In some respects, it is difficult to see the women, peace and security agenda as anything but a success in the quarter century since the Beijing Platform for Action (1995) placed “women and armed conflict” (Section E) squarely in the mainstream of international policymaking. Gender issues have become embedded in the normative and institutional architecture of the United Nations and many other international bodies, and is reflected in the emergence of explicitly feminist foreign policies in a number of countries (Sweden, 2014; France, 2018; while Canada and the Netherlands claim to follow feminist principles in their overseas aid programs). The CEDAW committee now assesses national performance in bringing gender equality into security and peacebuilding work (following the 2013 General Recommendation 30). The Security Council has adopted nine resolutions instructing parties to armed conflict to engage women in conflict prevention and resolution, protection and recovery, and affecting everything from how sanctions committees do their work to the role of key peace and security agencies. Detailed “Action Plans”, Rules of Engagement for peacekeepers, and bureaucratic structures to channel gender expertise into key decision-making and implementation bodies, such as the Integrated Mission Task Forces that oversee the establishment of peacekeeping operations, have been put in place. Other multilateral institutions have followed suit, with the African Union, for instance, setting up a network of women mediators working under the AU’s Special Envoy for women, peace and security. Over 80 countries have developed National Action Plans on resolution 1325 to engage women and gender perspectives in domestic and overseas peacebuilding efforts. Considering the marked male dominance of national and international institutions of peace and security, the inclusion of gender equality concerns in the mandates of peacekeepers, mediators, and humanitarian actors is a remarkable achievement.

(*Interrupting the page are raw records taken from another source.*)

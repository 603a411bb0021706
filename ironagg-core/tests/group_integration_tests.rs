// Integration tests for the $group engine
use ironagg_core::error::IronAggError;
use ironagg_core::{run_sharded, Document, GroupCoordinator, GroupOptions, GroupSpec, Value};
use serde_json::{json, Value as JsonValue};
use tempfile::TempDir;

// Helper to turn a JSON array into documents
fn docs(input: JsonValue) -> Vec<Document> {
    input
        .as_array()
        .unwrap()
        .iter()
        .map(|d| Document::from_json(d).unwrap())
        .collect()
}

fn run(spec: &JsonValue, input: Vec<Document>, options: GroupOptions) -> Vec<JsonValue> {
    let spec = GroupSpec::from_json(spec).unwrap();
    let mut coordinator = GroupCoordinator::new(&spec, options).unwrap();
    coordinator.consume_all(input).unwrap();
    coordinator
        .finish()
        .unwrap()
        .iter()
        .map(Document::to_json)
        .collect()
}

fn sales() -> Vec<Document> {
    docs(json!([
        {"s": "D", "y": 10},
        {"s": "A", "y": 5},
        {"s": "B", "y": 24},
        {"s": "C", "y": 1000},
        {"s": "A", "y": 1},
        {"s": "C", "y": 9},
        {"s": "C", "y": 300},
        {"s": "D", "y": 3}
    ]))
}

// Many groups, each with a handful of documents spread across the input
fn wide_input(groups: i64, per_group: i64) -> Vec<Document> {
    let mut out = Vec::new();
    for round in 0..per_group {
        for g in 0..groups {
            let y = (g * 37 + round * 11) % 97;
            out.push(
                Document::from_json(&json!({
                    "k": format!("key-{}", g),
                    "y": y,
                    "name": format!("doc-{}-{}", g, round),
                    "pad": "xxxxxxxxxxxxxxxxxxxxxxxxxxxxxxxx"
                }))
                .unwrap(),
            );
        }
    }
    out
}

fn wide_spec() -> JsonValue {
    json!({
        "_id": "$k",
        "best": {"$top": {"output": "$name", "sortBy": {"y": -1}}},
        "bestY": {"$top": {"output": "$y", "sortBy": {"y": -1}}},
        "worst3": {"$bottomN": {"n": 3, "output": "$name", "sortBy": {"y": -1}}},
        "total": {"$sum": "$y"},
        "mean": {"$avg": "$y"},
        "count": {"$sum": 1}
    })
}

// =============================================================================
// SELECTION
// =============================================================================

#[test]
fn test_top_with_shared_sort_key() {
    let out = run(
        &json!({
            "_id": null,
            "ts": {"$top": {"output": "$s", "sortBy": {"y": -1}}},
            "tx": {"$top": {"output": "$x", "sortBy": {"y": -1}}},
            "total": {"$sum": "$y"}
        }),
        sales(),
        GroupOptions::new(),
    );
    assert_eq!(out, vec![json!({"_id": null, "ts": "C", "tx": null, "total": 1352})]);
}

#[test]
fn test_top_n_and_bottom_n_per_group() {
    let out = run(
        &json!({
            "_id": "$s",
            "top2": {"$topN": {"n": 2, "output": "$y", "sortBy": {"y": 1}}},
            "bottom2": {"$bottomN": {"n": 2, "output": "$y", "sortBy": {"y": 1}}},
            "last": {"$bottom": {"output": "$y", "sortBy": {"y": 1}}}
        }),
        sales(),
        GroupOptions::new(),
    );
    assert_eq!(
        out,
        vec![
            json!({"_id": "D", "top2": [3, 10], "bottom2": [3, 10], "last": 10}),
            json!({"_id": "A", "top2": [1, 5], "bottom2": [1, 5], "last": 5}),
            json!({"_id": "B", "top2": [24], "bottom2": [24], "last": 24}),
            json!({"_id": "C", "top2": [9, 300], "bottom2": [300, 1000], "last": 1000}),
        ]
    );
}

#[test]
fn test_n_from_group_key() {
    let out = run(
        &json!({
            "_id": "$k",
            "firstFew": {"$topN": {"n": "$_id", "output": "$v", "sortBy": {"v": 1}}}
        }),
        docs(json!([
            {"k": 1, "v": 5}, {"k": 2, "v": 4}, {"k": 1, "v": 3},
            {"k": 2, "v": 2}, {"k": 2, "v": 1}
        ])),
        GroupOptions::new(),
    );
    assert_eq!(
        out,
        vec![
            json!({"_id": 1, "firstFew": [3]}),
            json!({"_id": 2, "firstFew": [1, 2]}),
        ]
    );
}

#[test]
fn test_sort_key_optimization_is_transparent() {
    let spec = wide_spec();
    let input = wide_input(20, 6);
    let shared = run(&spec, input.clone(), GroupOptions::new());
    let unshared = run(&spec, input, GroupOptions::new().with_share_sort_keys(false));
    assert_eq!(shared, unshared);
}

#[test]
fn test_explain_reports_sharing() {
    let spec = GroupSpec::from_json(&wide_spec()).unwrap();

    let coordinator = GroupCoordinator::new(&spec, GroupOptions::new()).unwrap();
    let explain = coordinator.explain();
    assert!(explain.shared_sort_key_optimization);
    assert_eq!(explain.selection_accumulators, 3);
    assert_eq!(explain.selector_count, 2);

    let coordinator =
        GroupCoordinator::new(&spec, GroupOptions::new().with_share_sort_keys(false)).unwrap();
    let explain = coordinator.explain();
    assert!(!explain.shared_sort_key_optimization);
    assert_eq!(explain.selector_count, 3);
}

// =============================================================================
// SUMMATION
// =============================================================================

#[test]
fn test_sum_mixed_widths() {
    let out = run(
        &json!({"_id": null, "total": {"$sum": "$v"}}),
        docs(json!([
            {"v": {"$numberLong": "9223372036854775807"}},
            {"v": {"$numberDecimal": "0.000000000000001"}}
        ])),
        GroupOptions::new(),
    );
    assert_eq!(
        out,
        vec![json!({"_id": null, "total": {"$numberDecimal": "9223372036854775807.000000000000001"}})]
    );
}

#[test]
fn test_sum_promotes_int_to_long() {
    let out = run(
        &json!({"_id": null, "total": {"$sum": "$v"}}),
        docs(json!([{"v": 2147483647}, {"v": 2147483647}])),
        GroupOptions::new(),
    );
    assert_eq!(out, vec![json!({"_id": null, "total": 4294967294i64})]);
}

#[test]
fn test_avg_of_nothing_is_null() {
    let out = run(
        &json!({"_id": "$k", "mean": {"$avg": "$v"}, "total": {"$sum": "$v"}}),
        docs(json!([{"k": 1, "v": "text"}, {"k": 1}])),
        GroupOptions::new(),
    );
    assert_eq!(out, vec![json!({"_id": 1, "mean": null, "total": 0})]);
}

// =============================================================================
// SPILLING
// =============================================================================

#[test]
fn test_spill_matches_in_memory() {
    let temp_dir = TempDir::new().unwrap();
    let spec = wide_spec();
    let input = wide_input(40, 5);

    let expected = run(&spec, input.clone(), GroupOptions::new());

    let options = GroupOptions::new()
        .with_max_memory_bytes(8 * 1024)
        .with_allow_disk_use(true)
        .with_spill_dir(temp_dir.path());
    let parsed = GroupSpec::from_json(&spec).unwrap();
    let mut coordinator = GroupCoordinator::new(&parsed, options).unwrap();
    coordinator.consume_all(input).unwrap();

    let explain = coordinator.explain();
    assert!(explain.spills > 0, "expected at least one spill: {:?}", explain);
    assert!(explain.spilled_bytes > 0);

    let spilled: Vec<JsonValue> = coordinator
        .finish()
        .unwrap()
        .iter()
        .map(Document::to_json)
        .collect();
    assert_eq!(spilled, expected);
}

#[test]
fn test_memory_limit_without_disk_use() {
    let spec = GroupSpec::from_json(&wide_spec()).unwrap();
    let mut coordinator =
        GroupCoordinator::new(&spec, GroupOptions::new().with_max_memory_bytes(4 * 1024)).unwrap();

    match coordinator.consume_all(wide_input(40, 5)) {
        Err(IronAggError::QueryExceededMemoryLimitNoDiskUseAllowed { used, limit }) => {
            assert_eq!(limit, 4 * 1024);
            assert!(used > limit);
        }
        other => panic!("expected memory limit error, got {:?}", other),
    }
}

#[test]
fn test_spill_to_missing_directory_fails() {
    let temp_dir = TempDir::new().unwrap();
    let options = GroupOptions::new()
        .with_max_memory_bytes(1024)
        .with_allow_disk_use(true)
        .with_spill_dir(temp_dir.path().join("does-not-exist"));
    let spec = GroupSpec::from_json(&wide_spec()).unwrap();
    let mut coordinator = GroupCoordinator::new(&spec, options).unwrap();

    let result = coordinator.consume_all(wide_input(40, 5));
    assert!(matches!(result, Err(IronAggError::SpillFailed(_))), "{:?}", result);
}

// =============================================================================
// SHARDED EXECUTION
// =============================================================================

#[test]
fn test_sharded_matches_single_node() {
    let spec = wide_spec();
    let input = wide_input(15, 6);
    let expected = run(&spec, input.clone(), GroupOptions::new());

    let parsed = GroupSpec::from_json(&spec).unwrap();
    let shards: Vec<Vec<Document>> = input.chunks(17).map(|chunk| chunk.to_vec()).collect();
    let merged: Vec<JsonValue> = run_sharded(&parsed, &GroupOptions::new(), shards)
        .unwrap()
        .iter()
        .map(Document::to_json)
        .collect();
    assert_eq!(merged, expected);
}

#[test]
fn test_sharded_exact_sum_across_shards() {
    let spec = GroupSpec::from_json(&json!({"_id": null, "total": {"$sum": "$v"}})).unwrap();
    let shards = vec![
        docs(json!([{"v": {"$numberLong": "9223372036854775807"}}])),
        docs(json!([{"v": {"$numberDecimal": "0.000000000000001"}}])),
    ];
    let merged = run_sharded(&spec, &GroupOptions::new(), shards).unwrap();
    assert_eq!(
        merged[0].get("total"),
        Some(&Value::from_json(&json!({"$numberDecimal": "9223372036854775807.000000000000001"})).unwrap())
    );
}

#[test]
fn test_sharded_with_spilling_shards() {
    let temp_dir = TempDir::new().unwrap();
    let spec = wide_spec();
    let input = wide_input(30, 4);
    let expected = run(&spec, input.clone(), GroupOptions::new());

    let options = GroupOptions::new()
        .with_max_memory_bytes(8 * 1024)
        .with_allow_disk_use(true)
        .with_spill_dir(temp_dir.path());
    let parsed = GroupSpec::from_json(&spec).unwrap();
    let shards: Vec<Vec<Document>> = input.chunks(40).map(|chunk| chunk.to_vec()).collect();
    let merged: Vec<JsonValue> = run_sharded(&parsed, &options, shards)
        .unwrap()
        .iter()
        .map(Document::to_json)
        .collect();
    assert_eq!(merged, expected);
}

On the other hand, there are persistent shortcomings in implementation that no amount of multi- stakeholder coordination seems to address. This paper addresses persistent challenges (insufficient funding, inadequate representation of gender equality in peace-making, and weak institutionalization), and reviews emergent challenges (the illiberal drift in the geopolitical landscape, the rise of China, and the changing nature of conflict). It concludes by reviewing the surprisingly important impact of one response to some of these problems (the Security Council’s Informal Experts Group).